Stored items:
=-=-=-=-=
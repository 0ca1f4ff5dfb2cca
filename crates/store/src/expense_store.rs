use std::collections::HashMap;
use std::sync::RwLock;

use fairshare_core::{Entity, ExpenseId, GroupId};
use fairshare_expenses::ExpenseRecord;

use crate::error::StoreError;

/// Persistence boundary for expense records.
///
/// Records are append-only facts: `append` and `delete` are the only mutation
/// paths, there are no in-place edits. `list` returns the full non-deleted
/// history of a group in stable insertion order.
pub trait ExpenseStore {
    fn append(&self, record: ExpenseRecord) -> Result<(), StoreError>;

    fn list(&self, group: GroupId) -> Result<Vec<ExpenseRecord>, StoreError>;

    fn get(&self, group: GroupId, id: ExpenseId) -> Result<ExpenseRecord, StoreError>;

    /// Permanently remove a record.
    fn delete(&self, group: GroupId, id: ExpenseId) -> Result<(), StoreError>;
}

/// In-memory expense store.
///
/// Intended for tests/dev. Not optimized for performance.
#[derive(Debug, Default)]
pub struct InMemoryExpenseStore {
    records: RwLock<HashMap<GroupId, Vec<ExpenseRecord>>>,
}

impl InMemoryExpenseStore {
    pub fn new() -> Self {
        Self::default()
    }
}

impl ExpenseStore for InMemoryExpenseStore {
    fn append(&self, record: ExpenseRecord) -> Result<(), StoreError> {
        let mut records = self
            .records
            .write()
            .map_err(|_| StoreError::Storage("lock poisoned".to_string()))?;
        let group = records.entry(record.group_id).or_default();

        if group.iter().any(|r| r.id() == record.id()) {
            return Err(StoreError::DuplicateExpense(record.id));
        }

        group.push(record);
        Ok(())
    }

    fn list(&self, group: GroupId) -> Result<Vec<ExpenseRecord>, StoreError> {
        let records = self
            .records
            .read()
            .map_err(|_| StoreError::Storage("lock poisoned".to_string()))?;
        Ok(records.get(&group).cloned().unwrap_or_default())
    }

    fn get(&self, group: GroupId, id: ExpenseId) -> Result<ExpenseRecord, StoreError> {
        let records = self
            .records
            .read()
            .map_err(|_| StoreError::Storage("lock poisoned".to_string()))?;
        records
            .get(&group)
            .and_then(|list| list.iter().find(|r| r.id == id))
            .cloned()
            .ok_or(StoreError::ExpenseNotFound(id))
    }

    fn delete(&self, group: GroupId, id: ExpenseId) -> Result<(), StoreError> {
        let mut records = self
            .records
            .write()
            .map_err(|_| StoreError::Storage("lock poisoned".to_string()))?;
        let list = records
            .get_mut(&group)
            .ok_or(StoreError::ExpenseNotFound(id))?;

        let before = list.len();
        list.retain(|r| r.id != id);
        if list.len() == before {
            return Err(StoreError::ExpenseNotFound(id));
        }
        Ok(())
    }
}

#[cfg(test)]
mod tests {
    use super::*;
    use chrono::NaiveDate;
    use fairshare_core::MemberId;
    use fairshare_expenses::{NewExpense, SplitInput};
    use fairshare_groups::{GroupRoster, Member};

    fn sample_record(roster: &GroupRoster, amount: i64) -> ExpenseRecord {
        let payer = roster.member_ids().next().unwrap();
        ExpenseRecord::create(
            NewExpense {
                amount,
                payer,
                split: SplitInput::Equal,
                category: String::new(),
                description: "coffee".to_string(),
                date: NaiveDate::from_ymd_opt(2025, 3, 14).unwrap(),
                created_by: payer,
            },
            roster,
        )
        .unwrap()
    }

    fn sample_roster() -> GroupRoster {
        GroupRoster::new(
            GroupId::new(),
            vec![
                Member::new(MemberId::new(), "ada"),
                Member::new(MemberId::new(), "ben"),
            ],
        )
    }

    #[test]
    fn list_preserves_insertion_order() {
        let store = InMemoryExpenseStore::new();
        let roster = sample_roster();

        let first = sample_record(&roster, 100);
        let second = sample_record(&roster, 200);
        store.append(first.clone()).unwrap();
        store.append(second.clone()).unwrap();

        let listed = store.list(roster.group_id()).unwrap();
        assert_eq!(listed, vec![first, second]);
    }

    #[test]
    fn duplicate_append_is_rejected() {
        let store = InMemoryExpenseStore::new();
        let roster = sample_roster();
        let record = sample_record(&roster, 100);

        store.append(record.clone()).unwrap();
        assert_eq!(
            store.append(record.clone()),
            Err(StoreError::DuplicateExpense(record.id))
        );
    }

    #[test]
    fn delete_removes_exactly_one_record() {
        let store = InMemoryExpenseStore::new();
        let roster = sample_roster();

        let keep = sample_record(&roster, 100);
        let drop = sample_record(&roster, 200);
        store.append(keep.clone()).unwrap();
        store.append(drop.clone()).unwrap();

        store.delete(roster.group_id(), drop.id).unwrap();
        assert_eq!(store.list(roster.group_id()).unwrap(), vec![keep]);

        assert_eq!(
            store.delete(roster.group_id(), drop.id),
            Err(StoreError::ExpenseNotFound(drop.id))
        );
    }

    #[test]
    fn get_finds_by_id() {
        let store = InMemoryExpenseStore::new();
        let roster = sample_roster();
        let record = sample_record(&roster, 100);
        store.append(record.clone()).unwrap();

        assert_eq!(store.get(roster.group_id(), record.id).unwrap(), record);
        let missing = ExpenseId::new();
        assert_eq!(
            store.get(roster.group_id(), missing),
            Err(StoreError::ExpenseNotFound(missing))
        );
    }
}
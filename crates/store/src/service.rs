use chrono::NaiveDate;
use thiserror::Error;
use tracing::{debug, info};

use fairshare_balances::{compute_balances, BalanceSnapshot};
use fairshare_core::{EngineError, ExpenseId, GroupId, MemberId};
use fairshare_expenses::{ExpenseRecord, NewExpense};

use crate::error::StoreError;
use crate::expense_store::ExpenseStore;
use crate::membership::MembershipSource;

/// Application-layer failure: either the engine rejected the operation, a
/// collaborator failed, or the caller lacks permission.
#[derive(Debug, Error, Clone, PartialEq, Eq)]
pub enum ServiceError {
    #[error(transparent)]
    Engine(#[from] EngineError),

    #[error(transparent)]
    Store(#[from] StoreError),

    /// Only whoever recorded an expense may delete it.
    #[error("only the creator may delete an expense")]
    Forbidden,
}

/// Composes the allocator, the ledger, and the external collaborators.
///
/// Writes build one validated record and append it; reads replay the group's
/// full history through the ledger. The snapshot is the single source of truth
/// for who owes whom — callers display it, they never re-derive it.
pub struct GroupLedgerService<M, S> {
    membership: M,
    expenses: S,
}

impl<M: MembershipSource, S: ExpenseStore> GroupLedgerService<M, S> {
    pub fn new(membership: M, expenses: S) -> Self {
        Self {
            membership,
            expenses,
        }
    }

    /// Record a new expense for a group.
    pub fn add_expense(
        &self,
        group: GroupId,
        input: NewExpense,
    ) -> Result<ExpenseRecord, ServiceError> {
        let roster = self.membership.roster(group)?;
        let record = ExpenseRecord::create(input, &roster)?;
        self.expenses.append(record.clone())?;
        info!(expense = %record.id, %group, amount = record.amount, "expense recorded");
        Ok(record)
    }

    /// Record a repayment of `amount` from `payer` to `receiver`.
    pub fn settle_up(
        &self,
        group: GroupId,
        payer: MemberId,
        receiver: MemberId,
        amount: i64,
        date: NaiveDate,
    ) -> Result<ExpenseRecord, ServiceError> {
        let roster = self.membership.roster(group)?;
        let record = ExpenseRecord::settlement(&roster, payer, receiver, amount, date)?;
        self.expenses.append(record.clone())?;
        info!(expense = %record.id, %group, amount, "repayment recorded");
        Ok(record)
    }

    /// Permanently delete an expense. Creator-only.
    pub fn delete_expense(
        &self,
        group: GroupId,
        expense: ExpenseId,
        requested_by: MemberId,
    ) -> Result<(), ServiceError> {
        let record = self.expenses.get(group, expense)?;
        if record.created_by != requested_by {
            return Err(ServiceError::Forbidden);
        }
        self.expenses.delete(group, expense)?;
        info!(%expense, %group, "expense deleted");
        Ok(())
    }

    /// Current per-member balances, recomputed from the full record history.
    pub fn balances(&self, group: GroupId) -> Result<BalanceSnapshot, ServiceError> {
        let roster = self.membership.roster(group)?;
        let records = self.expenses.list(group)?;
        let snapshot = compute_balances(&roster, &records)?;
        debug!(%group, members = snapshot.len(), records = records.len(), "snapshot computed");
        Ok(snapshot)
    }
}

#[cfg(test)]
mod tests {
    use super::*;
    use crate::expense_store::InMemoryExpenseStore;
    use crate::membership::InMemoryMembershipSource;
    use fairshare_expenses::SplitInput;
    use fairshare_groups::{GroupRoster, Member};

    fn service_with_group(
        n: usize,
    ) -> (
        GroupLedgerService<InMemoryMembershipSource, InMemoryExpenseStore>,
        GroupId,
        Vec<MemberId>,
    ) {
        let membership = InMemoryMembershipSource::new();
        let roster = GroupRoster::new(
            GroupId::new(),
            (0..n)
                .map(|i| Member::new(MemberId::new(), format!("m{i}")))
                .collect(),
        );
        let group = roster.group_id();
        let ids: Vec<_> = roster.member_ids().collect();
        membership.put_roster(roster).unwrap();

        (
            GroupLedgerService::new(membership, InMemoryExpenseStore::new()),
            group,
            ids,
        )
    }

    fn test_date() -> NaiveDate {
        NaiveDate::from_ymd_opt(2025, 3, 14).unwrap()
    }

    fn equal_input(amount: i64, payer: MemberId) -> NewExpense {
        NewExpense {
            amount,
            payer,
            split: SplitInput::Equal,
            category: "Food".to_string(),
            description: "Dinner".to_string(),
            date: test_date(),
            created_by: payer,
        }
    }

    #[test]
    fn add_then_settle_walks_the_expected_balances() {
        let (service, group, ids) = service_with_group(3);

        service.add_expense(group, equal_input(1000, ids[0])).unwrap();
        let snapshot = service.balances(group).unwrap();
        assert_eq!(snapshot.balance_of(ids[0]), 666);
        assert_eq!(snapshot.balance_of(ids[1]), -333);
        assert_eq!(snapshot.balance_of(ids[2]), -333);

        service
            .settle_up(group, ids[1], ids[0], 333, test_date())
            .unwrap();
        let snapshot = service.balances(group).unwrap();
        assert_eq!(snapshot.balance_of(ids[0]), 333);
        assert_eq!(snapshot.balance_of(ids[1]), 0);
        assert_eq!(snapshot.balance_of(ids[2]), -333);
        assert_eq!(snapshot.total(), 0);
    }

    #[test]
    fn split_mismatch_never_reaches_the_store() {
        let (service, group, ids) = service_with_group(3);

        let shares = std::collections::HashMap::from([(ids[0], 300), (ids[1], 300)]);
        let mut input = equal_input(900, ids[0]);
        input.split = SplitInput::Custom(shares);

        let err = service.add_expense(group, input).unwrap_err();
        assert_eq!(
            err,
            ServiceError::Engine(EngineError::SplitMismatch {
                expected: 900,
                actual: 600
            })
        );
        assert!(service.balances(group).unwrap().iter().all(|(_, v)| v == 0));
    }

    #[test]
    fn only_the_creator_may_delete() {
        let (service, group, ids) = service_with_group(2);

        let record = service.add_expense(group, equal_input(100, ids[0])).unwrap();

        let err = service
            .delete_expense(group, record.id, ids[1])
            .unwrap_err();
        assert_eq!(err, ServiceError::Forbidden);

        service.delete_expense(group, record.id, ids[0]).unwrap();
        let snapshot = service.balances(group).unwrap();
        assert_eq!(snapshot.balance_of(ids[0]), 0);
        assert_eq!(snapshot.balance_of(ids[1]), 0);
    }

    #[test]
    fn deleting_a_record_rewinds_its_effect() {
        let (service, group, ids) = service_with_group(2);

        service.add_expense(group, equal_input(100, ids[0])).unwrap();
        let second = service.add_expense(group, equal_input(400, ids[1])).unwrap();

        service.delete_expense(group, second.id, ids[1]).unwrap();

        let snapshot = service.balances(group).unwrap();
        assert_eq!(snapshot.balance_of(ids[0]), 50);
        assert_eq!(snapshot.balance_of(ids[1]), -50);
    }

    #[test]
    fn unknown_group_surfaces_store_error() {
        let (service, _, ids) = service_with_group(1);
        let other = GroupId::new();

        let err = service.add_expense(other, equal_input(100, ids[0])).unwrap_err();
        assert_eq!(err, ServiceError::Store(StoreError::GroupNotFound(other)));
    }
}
=-=-=-=-=
> [WORK ITEM]: Every line that contains "DuplicateExpense" should be copied out of the data.

> [WRITTEN RESPONSE]:
            return Err(StoreError::DuplicateExpense(record.id));
            Err(StoreError::DuplicateExpense(record.id))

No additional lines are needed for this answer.